**Problem statement**
Lines with the word "PartialEq" in them are the ones to copy from the records.

**Working data**
******************************

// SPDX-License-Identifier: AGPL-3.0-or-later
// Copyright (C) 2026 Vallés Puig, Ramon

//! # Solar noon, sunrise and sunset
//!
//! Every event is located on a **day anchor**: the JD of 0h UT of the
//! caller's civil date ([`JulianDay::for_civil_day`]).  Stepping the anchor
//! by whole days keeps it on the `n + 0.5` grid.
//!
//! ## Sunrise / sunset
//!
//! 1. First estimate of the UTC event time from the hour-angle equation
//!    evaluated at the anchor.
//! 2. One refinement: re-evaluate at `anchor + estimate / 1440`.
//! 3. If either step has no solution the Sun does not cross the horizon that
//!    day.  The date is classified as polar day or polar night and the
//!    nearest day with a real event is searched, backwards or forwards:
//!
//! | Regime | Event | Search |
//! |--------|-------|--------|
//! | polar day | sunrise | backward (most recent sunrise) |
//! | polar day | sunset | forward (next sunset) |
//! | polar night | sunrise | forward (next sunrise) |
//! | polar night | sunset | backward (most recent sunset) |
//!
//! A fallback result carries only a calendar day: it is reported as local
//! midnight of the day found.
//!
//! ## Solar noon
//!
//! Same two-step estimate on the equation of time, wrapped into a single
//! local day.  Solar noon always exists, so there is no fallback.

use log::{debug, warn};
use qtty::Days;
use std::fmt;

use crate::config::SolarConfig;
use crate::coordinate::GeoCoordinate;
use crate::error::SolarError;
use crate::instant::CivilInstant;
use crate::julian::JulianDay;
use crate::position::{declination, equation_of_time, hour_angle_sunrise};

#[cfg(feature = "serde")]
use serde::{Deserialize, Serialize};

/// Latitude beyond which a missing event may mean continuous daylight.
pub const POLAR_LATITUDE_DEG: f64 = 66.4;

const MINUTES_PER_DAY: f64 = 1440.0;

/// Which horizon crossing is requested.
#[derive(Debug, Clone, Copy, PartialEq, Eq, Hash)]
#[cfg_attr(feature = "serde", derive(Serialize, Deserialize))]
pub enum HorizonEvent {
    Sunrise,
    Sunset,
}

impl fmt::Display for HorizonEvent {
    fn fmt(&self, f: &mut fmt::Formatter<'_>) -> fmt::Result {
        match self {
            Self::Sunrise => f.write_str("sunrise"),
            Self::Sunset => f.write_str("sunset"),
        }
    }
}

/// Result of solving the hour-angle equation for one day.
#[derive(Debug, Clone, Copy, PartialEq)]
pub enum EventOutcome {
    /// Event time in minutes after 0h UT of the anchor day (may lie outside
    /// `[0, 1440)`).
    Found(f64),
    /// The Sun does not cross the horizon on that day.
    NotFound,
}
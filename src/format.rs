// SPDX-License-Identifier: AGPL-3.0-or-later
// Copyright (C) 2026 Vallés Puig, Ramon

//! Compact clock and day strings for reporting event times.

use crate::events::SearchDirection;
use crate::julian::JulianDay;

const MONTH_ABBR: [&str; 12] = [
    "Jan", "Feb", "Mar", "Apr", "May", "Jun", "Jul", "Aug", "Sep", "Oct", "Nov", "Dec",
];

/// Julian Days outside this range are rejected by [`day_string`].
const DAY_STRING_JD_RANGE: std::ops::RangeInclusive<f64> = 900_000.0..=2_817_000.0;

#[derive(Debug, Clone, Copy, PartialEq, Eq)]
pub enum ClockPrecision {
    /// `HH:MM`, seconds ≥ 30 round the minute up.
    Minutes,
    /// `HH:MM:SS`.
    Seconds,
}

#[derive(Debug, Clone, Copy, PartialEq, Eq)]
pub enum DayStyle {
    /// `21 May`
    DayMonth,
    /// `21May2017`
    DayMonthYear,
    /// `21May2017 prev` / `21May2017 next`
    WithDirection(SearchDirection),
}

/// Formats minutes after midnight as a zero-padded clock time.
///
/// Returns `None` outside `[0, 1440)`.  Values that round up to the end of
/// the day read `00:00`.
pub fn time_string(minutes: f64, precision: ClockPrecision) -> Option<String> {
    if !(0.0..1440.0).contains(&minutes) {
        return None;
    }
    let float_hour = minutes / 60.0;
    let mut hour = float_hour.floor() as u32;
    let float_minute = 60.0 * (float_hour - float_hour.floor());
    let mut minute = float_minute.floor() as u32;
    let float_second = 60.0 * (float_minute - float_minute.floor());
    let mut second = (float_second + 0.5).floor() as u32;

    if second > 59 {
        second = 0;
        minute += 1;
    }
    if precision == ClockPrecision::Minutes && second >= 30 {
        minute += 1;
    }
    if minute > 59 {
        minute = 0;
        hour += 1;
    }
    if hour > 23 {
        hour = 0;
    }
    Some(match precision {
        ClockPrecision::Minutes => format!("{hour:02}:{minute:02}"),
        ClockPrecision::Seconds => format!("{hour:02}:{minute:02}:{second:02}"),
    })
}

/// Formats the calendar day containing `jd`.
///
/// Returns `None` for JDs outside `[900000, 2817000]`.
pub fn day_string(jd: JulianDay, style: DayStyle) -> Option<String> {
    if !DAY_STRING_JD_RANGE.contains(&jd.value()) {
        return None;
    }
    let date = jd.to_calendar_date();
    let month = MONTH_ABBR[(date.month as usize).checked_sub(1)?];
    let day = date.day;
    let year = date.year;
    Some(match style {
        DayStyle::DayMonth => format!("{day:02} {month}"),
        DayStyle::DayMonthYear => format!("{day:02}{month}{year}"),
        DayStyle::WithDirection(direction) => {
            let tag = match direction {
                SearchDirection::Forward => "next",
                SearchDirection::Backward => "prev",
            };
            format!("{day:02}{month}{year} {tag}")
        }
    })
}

******************************

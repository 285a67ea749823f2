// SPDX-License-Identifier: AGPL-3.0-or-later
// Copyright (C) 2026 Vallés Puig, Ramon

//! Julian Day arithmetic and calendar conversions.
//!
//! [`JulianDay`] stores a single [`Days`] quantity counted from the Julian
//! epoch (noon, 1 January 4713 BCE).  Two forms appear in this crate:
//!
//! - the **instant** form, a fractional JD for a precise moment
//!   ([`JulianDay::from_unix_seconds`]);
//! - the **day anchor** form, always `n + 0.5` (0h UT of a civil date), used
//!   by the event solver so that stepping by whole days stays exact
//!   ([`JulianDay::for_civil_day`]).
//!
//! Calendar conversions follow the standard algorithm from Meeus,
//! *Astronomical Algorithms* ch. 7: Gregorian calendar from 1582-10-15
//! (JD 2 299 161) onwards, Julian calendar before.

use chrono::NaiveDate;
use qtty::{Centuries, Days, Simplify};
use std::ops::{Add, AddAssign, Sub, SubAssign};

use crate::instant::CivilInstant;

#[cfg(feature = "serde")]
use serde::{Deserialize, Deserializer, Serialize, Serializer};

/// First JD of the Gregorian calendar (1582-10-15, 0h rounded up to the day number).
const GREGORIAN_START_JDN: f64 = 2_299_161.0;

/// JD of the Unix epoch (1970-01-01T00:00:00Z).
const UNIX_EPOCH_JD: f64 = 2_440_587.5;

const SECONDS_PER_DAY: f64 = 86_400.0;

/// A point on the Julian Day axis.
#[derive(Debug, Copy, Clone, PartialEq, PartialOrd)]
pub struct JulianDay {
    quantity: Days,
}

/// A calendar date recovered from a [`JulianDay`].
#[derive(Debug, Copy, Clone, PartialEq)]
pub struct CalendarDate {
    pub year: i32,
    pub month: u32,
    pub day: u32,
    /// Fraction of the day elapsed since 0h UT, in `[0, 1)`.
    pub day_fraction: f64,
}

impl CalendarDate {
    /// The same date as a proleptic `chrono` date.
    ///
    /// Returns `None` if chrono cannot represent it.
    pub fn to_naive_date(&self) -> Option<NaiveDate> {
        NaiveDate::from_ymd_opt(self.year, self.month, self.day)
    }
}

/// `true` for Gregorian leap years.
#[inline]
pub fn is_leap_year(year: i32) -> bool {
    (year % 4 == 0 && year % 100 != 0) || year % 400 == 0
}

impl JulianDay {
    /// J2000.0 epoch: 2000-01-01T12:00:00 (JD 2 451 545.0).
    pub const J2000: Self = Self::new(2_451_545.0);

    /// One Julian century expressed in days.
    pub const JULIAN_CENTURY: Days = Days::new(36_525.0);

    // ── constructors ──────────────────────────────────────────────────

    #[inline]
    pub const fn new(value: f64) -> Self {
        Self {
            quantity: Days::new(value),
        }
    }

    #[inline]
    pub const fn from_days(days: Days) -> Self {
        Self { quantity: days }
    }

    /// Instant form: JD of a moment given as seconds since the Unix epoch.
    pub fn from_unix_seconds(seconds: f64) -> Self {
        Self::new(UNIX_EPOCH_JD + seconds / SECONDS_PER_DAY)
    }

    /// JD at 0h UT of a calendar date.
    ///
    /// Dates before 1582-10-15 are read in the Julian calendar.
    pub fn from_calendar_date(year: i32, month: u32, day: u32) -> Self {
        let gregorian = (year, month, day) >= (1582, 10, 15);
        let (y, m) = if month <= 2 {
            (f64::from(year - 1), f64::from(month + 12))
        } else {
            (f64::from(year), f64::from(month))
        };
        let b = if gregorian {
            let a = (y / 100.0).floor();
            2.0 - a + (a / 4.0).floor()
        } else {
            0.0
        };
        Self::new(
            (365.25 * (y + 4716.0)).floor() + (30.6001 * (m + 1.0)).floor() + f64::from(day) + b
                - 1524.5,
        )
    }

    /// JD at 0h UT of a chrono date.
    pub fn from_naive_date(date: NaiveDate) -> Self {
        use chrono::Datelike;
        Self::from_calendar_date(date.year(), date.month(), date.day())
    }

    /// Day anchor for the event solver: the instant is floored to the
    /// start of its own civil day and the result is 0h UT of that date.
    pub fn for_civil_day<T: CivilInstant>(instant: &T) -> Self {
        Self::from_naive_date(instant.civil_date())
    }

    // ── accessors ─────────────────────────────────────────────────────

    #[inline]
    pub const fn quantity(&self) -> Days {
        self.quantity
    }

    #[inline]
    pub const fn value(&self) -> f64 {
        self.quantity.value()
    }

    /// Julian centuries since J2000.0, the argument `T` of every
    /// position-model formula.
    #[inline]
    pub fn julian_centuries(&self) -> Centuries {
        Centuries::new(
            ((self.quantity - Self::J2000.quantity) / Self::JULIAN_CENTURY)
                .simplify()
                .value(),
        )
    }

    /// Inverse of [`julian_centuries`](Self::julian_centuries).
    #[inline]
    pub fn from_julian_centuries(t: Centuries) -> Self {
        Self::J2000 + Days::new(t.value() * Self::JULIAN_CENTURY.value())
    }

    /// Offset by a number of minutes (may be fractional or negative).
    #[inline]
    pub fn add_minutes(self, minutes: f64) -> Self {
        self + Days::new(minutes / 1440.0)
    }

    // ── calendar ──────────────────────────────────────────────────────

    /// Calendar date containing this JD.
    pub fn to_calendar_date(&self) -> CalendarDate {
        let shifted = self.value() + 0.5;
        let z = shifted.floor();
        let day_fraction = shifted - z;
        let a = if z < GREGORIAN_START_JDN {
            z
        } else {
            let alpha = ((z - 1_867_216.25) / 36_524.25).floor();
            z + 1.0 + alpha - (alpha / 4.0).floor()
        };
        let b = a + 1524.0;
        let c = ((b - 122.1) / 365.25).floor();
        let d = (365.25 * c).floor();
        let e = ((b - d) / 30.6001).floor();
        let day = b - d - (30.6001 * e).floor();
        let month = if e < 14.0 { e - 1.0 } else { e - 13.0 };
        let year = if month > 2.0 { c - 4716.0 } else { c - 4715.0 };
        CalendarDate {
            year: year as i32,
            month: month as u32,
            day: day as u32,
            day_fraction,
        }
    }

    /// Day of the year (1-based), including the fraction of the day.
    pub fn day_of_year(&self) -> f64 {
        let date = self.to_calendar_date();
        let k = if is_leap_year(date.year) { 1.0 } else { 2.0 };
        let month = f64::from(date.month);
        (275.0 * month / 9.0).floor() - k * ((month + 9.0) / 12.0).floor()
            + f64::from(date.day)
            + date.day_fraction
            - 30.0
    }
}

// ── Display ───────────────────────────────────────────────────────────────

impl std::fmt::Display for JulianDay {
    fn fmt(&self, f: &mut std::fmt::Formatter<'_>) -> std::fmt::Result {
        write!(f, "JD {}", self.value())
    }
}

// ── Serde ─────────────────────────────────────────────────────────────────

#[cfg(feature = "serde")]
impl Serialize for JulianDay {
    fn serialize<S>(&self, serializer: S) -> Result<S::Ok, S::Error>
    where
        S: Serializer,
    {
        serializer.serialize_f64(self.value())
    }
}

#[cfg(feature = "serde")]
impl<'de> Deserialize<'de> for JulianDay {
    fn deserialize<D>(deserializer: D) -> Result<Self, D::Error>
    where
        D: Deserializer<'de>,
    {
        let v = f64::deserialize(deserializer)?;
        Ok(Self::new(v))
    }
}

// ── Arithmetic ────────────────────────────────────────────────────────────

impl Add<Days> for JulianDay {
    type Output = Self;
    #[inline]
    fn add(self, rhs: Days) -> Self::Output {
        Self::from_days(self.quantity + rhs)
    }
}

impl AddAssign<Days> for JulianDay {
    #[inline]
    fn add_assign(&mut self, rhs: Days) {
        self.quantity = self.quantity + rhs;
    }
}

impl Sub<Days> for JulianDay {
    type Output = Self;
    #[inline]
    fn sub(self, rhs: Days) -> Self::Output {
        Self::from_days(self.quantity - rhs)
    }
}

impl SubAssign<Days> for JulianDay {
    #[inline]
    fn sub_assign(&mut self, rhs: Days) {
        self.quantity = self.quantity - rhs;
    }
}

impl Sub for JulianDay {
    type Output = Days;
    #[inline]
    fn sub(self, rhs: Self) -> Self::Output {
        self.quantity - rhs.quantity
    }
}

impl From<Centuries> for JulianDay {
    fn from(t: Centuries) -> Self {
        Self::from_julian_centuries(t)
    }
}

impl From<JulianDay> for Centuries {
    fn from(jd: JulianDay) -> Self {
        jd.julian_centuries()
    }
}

******************************

**Written answer**
#[derive(Debug, Clone, Copy, PartialEq, Eq, Hash)]
#[derive(Debug, Clone, Copy, PartialEq)]
#[derive(Debug, Clone, Copy, PartialEq, Eq)]
#[derive(Debug, Clone, Copy, PartialEq, Eq)]
#[derive(Debug, Copy, Clone, PartialEq, PartialOrd)]
#[derive(Debug, Copy, Clone, PartialEq)]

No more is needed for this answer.